IMI is also likely to end up with an equity stake or a preferred position in the recapitalised company’s debt structure, sources added.

Prospective bidders for Very Group were expected to be courted on the basis of its technology-driven financial services arm as well as the core retail offering which sells everything from electrical goods to fashion.

Retail industry insiders have long speculated that the business was likely to be valued in the region of £2.5bn – below the valuation which the Barclay family was holding out for in an auction which took place several years ago.

Very Group – previously known as Shop Direct – is one of the UK’s biggest online shopping businesses, owning the Very and Littlewoods brands and employing 3,700 people.

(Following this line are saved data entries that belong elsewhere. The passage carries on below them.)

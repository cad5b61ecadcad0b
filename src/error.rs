use std::path::PathBuf;
use thiserror::Error;

#[derive(Error, Debug)]
pub enum TrackerError {
    #[error("File '{}' was not found", .0.display())]
    NotFound(PathBuf),

    #[error("I/O error: {0}")]
    Io(#[from] std::io::Error),

    #[error("Capture decoding error: {0}")]
    Capture(#[from] pcap_file::PcapError),

    #[error("Address decoding error: {0}")]
    Decode(String),

    #[error("Unsupported capture link type: {0}")]
    UnsupportedLinkType(String),

    #[error("Configuration error: {0}")]
    Config(#[from] serde_json::Error),

    #[error("Database error: {0}")]
    Database(String),

    #[error("HTTP error: {0}")]
    Http(#[from] reqwest::Error),

    #[error("Failed to retrieve public ip information: unexpected status {0}")]
    UnexpectedResponse(u16),

    #[error("Parse error: {0}")]
    Parse(String),

    #[error("Task error: {0}")]
    Task(String),
}

pub type Result<T> = std::result::Result<T, TrackerError>;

It boasts well over £2bn in annual sales, with about one-fifth of that generated by its Very Finance consumer lending arm.

Mr Zahawi was appointed as the company’s chairman last year, days after he announced that he was standing down as the MP for Stratford-on-Avon at July’s general election.

He replaced Aidan Barclay, a senior member of the family which has owned the business for decades.

In the 39 weeks to 29 March, Very Group reported a 3.8% fall in revenue to £1.67bn, which it said included “a decrease in Littlewoods revenue of 15.1%, reflecting the ongoing managed decline of this business”.

Nevertheless, it said sales in its home and sports categories were performing strongly.

IMI’s position is expected to be pivotal to the talks about the future of the business, given Abu Dhabi’s status as an important global backer of buyout, credit and infrastructure funds such as those raised and managed by Carlyle.

The UAE vehicle is expected to emerge from the protracted saga over the Telegraph’s ownership with a 15% stake in the newspapers.

Under the original deal struck in 2023, RedBird and IMI paid a total of £1.2bn to refinance the Barclay family’s debts to Lloyds Banking Group, with half tied to the media assets and the other half – solely funded by IMI – secured against other family assets including part of Very Group’s debt pile.

The Barclays, who used to own London’s Ritz hotel, have already lost control of other corporate assets including the Yodel parcel delivery service.

A spokesman for Very Group declined to comment, while IMI also declined to comment.